"""

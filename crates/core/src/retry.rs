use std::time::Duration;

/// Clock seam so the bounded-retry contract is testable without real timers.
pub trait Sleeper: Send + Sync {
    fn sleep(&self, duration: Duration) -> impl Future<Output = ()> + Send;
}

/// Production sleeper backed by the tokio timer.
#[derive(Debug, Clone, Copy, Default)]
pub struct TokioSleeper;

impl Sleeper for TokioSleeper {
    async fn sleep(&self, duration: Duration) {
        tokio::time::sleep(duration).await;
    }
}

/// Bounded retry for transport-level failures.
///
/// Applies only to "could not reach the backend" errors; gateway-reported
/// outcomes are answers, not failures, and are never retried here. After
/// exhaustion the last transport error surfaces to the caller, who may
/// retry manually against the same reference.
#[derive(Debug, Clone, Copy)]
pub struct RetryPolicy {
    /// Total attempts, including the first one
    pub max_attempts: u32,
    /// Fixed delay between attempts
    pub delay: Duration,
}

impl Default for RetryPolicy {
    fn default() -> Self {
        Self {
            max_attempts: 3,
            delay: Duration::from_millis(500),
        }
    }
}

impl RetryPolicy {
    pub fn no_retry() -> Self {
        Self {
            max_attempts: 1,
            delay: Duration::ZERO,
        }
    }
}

"""
"""

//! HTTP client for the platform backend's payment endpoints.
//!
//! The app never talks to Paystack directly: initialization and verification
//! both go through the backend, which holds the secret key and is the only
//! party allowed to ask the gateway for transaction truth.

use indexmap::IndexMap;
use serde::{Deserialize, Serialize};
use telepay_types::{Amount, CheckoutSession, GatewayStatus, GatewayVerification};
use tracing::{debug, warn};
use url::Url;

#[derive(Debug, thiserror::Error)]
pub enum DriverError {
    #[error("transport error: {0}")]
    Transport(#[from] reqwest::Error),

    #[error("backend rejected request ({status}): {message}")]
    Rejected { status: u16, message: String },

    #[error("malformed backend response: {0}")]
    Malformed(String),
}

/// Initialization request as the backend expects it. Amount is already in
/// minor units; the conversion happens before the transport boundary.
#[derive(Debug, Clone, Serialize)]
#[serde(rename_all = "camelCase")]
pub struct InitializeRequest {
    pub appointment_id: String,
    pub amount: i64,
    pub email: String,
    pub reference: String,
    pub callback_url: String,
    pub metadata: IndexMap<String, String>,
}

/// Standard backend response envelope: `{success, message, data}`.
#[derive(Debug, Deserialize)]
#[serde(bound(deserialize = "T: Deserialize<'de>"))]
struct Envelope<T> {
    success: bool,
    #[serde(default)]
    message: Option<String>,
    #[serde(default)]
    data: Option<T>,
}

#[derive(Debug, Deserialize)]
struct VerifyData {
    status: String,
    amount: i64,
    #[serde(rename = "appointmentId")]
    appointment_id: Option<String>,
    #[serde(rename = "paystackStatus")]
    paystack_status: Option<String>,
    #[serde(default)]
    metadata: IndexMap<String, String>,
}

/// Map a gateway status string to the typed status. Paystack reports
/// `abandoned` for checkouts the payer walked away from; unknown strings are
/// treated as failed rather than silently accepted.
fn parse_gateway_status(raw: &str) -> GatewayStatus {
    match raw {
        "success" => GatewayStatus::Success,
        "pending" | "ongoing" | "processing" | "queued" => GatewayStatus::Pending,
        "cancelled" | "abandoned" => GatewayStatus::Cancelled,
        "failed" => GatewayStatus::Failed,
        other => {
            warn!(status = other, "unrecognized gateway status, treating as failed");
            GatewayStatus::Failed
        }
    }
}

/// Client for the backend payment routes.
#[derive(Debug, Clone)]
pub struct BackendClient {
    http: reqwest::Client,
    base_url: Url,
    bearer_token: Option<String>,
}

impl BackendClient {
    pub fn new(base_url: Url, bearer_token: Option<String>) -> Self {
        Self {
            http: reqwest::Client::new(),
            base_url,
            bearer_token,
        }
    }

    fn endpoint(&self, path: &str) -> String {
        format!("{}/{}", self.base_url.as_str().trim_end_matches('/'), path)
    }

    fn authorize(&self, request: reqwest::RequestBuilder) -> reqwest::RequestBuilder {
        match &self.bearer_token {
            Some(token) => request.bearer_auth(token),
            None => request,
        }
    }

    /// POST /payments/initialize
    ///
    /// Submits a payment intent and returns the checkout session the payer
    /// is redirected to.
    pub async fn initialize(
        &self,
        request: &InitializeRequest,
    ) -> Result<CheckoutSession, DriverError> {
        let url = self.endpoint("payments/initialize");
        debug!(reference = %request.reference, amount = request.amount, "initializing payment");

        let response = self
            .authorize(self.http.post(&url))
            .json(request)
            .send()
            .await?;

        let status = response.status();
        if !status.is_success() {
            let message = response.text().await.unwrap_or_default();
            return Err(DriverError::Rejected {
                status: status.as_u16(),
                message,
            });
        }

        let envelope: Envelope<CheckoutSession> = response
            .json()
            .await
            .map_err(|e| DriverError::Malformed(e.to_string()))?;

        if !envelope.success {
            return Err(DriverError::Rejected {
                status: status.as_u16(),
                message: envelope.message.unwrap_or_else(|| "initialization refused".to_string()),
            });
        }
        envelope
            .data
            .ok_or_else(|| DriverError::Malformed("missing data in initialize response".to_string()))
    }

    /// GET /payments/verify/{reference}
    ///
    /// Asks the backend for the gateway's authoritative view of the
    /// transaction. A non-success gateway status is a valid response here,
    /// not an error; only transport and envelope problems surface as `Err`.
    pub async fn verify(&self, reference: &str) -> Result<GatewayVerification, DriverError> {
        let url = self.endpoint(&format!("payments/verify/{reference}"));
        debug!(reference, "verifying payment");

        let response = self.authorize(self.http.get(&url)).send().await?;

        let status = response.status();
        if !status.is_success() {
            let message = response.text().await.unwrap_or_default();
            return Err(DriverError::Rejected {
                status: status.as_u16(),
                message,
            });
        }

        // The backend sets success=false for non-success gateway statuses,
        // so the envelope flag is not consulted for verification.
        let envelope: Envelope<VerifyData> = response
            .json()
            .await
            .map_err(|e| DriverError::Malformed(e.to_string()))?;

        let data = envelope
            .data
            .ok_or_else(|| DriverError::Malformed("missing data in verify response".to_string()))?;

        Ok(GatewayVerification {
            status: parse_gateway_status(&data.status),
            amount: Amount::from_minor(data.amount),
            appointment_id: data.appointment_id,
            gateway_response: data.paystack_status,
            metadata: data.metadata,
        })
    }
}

"""

▶ _ABOUT THIS TASK_:
Nothing but lines that contain "Result" should appear in the answer. Copy each from the records.

▶ _COMPLETED TASK_:
    ) -> Result<CheckoutSession, DriverError> {
    pub async fn verify(&self, reference: &str) -> Result<GatewayVerification, DriverError> {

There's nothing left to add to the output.